Comparison to Spectral Sea State Estimation from Ship Motions

The model driven spectral methods use known response functions for mapping between sea state and ship motions. Although this approach works well for simulated data, it has some difficulty to find the relative wave direction for measured data. Our best methods seem to compare well to the sea trial results reported in [4, 15].

The main difference is the need for data. While the model driven method could work for any ship in any condition, the performance of our data driven method depends heavily on the availability of good quality measured data. However, this dependency may change in the future. Neural networks have the capability of generalization, meaning that, for this problem, data coming from multiple different ships can be used to train a general network that can be used with ships that were not in the training set. This idea is explored in [5] for simulated data.

Neural Network Structures

MLSTM-CNN and Sliding Puzzle perform similarly on both datasets. Even though MLSTM-CNN adds complexity in a parallel track, the global average pooling greatly reduces the complexity of the convolutional part. Furthermore, the parallel track supplies a different view on the data, counteracting overfitting on features as well. The Sliding Puzzle network also deliberately reduces the complexity by limiting the convolutional stage and collapsing filter results by different forms of global pooling. This way both methods use a natural form of regularization, fitting the properties of the dataFootnote 1.

Chronology of the Data

The measured data was collected over two years, in which the ship encountered many different sea states. Within the data set, the wave characteristics are estimated accurately though the performance for Tp is worse than for Hs and Dp. However, it is important to know how good the predictions will be when new data is seen. Since no samples have been duplicated, there is no contamination of the validation sets. Still there is a problem.

Keeping the data ordered chronologically before splitting into a training and validation set shows rather different validation results. Since this is a clear measure of the expected performance on new, unseen data, the previous case must have had some sort of contamination. Since we are using time series data for regression, we enter a realm in which the rules are different. Since the conditions the ship sailed in gradually change over time, the situation we have here is best described by a simple analogy. Suppose a network needs to be trained to classify different breeds of cats in images. The data set that is given contains an equal number of images for each breed, grouped per breed. If the network is trained on at least some images for every breed, it will be able to accurately classify any image from the validation set. If some breeds were absent in the training set, performance on the validation set will deteriorate. This will happen if the validation set consists of consecutive samples from the original chronological set. A common solution is to shuffle the dataset before splitting. Similarly, if we do not shuffle the ship motion/sea state dataset before splitting, some weather patterns will not be present in the training set, as they simply only occurred at specific times.
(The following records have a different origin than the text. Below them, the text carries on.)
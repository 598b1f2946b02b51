//! Event handling for the TUI.

use std::time::{Duration, Instant};

use crossterm::event::{self, Event, KeyCode, KeyEvent, KeyEventKind, KeyModifiers};

use crate::error::PomoError;
use crate::tui::app::App;

/// Longest the loop blocks waiting for input when no tick is pending.
const IDLE_POLL: Duration = Duration::from_millis(250);

/// Action to take after handling an event.
#[derive(Debug, Clone, Copy, PartialEq, Eq)]
pub enum Action {
    /// Quit the application.
    Quit,
}

const HELP: &str = "space:start | x:stop | +/-:focus | ]/[:break | q:quit";

/// Wait for input until the next tick is due, then apply due ticks.
///
/// Returns an action to take, or None if no action is needed.
///
/// # Errors
///
/// Returns an error if event polling fails.
pub fn handle_events(app: &mut App) -> Result<Option<Action>, PomoError> {
    let timeout = app
        .time_until_tick(Instant::now())
        .map_or(IDLE_POLL, |wait| wait.min(IDLE_POLL));

    let mut action = None;
    if event::poll(timeout).map_err(|e| PomoError::Terminal(format!("Event poll failed: {e}")))? {
        if let Event::Key(key) =
            event::read().map_err(|e| PomoError::Terminal(format!("Event read failed: {e}")))?
        {
            action = handle_key(app, key, Instant::now());
        }
    }

    app.on_time(Instant::now());
    Ok(action)
}

/// Apply a single key press.
pub fn handle_key(app: &mut App, key: KeyEvent, now: Instant) -> Option<Action> {
    if key.kind == KeyEventKind::Release {
        return None;
    }

    // Handle Ctrl+C
    if key.modifiers.contains(KeyModifiers::CONTROL) && key.code == KeyCode::Char('c') {
        return Some(Action::Quit);
    }

    match key.code {
        KeyCode::Char('q') | KeyCode::Esc => return Some(Action::Quit),

        KeyCode::Char(' ' | 's') | KeyCode::Enter => app.start(now),
        KeyCode::Char('x') => app.stop(),

        KeyCode::Char('+' | '=') | KeyCode::Up => app.increment_focus(),
        KeyCode::Char('-') | KeyCode::Down => app.decrement_focus(),
        KeyCode::Char(']') | KeyCode::Right => app.increment_break(),
        KeyCode::Char('[') | KeyCode::Left => app.decrement_break(),

        KeyCode::Char('?') => app.status = Some(HELP.to_string()),

        _ => {}
    }

    None
}

#[cfg(test)]
mod tests {
    use super::*;
    use crate::focus::{Durations, Phase};

    fn press(code: KeyCode) -> KeyEvent {
        KeyEvent::new(code, KeyModifiers::NONE)
    }

    #[test]
    fn test_quit_keys() {
        let mut app = App::new(Durations::default());
        let now = Instant::now();
        assert_eq!(handle_key(&mut app, press(KeyCode::Char('q')), now), Some(Action::Quit));
        assert_eq!(handle_key(&mut app, press(KeyCode::Esc), now), Some(Action::Quit));
        assert_eq!(
            handle_key(
                &mut app,
                KeyEvent::new(KeyCode::Char('c'), KeyModifiers::CONTROL),
                now
            ),
            Some(Action::Quit)
        );
    }

    #[test]
    fn test_start_and_stop_keys() {
        let mut app = App::new(Durations::default());
        let now = Instant::now();

        assert!(handle_key(&mut app, press(KeyCode::Char(' ')), now).is_none());
        assert_eq!(app.state().phase, Phase::Focusing);

        handle_key(&mut app, press(KeyCode::Char('x')), now);
        assert_eq!(app.state().phase, Phase::Idle);
    }

    #[test]
    fn test_duration_keys() {
        let mut app = App::new(Durations::default());
        let now = Instant::now();

        handle_key(&mut app, press(KeyCode::Char('+')), now);
        handle_key(&mut app, press(KeyCode::Char('[')), now);
        assert_eq!(app.engine.durations(), Durations::new(30, 4));
    }

    #[test]
    fn test_help_key() {
        let mut app = App::new(Durations::default());
        handle_key(&mut app, press(KeyCode::Char('?')), Instant::now());
        assert_eq!(app.status.as_deref(), Some(HELP));
    }
}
In a classification problem, the dataset is supposed to contain all classes. In our regression problem, with a dataset that grows over time, we do not have that guarantee. So, splitting before shuffling gives an estimate of the performance on new data. If the performance is significantly worse than for the shuffled set, the data set is not complete yet, turning this into an important measure. The score on the shuffled set is still a good indication of the possible performance on a complete set.

4.4 Results from the Numerical Simulations

Scatter plots of the truth and prediction values from the two networks are shown in Fig. 13, and the results for the evaluation metrics are listed in Table 2. The two networks exhibit an almost uniform performance in terms of prediction accuracy over the entire range of Hs, Tp and Dp. Between the two, MLSTM-CNN performs better for Dp, while Sliding Puzzle performs better for Tp. The networks perform similarly for Hs. Similar to the performance on the measured data, the scatter around the truth values is larger for Tp compared to Hs and Dp.

Table 2. Results from the two neural networks applied to the simulation data.
Fig. 13.
figure 13

Truth and prediction values for Dp, Hs and Tp from the two networks on the simulation data.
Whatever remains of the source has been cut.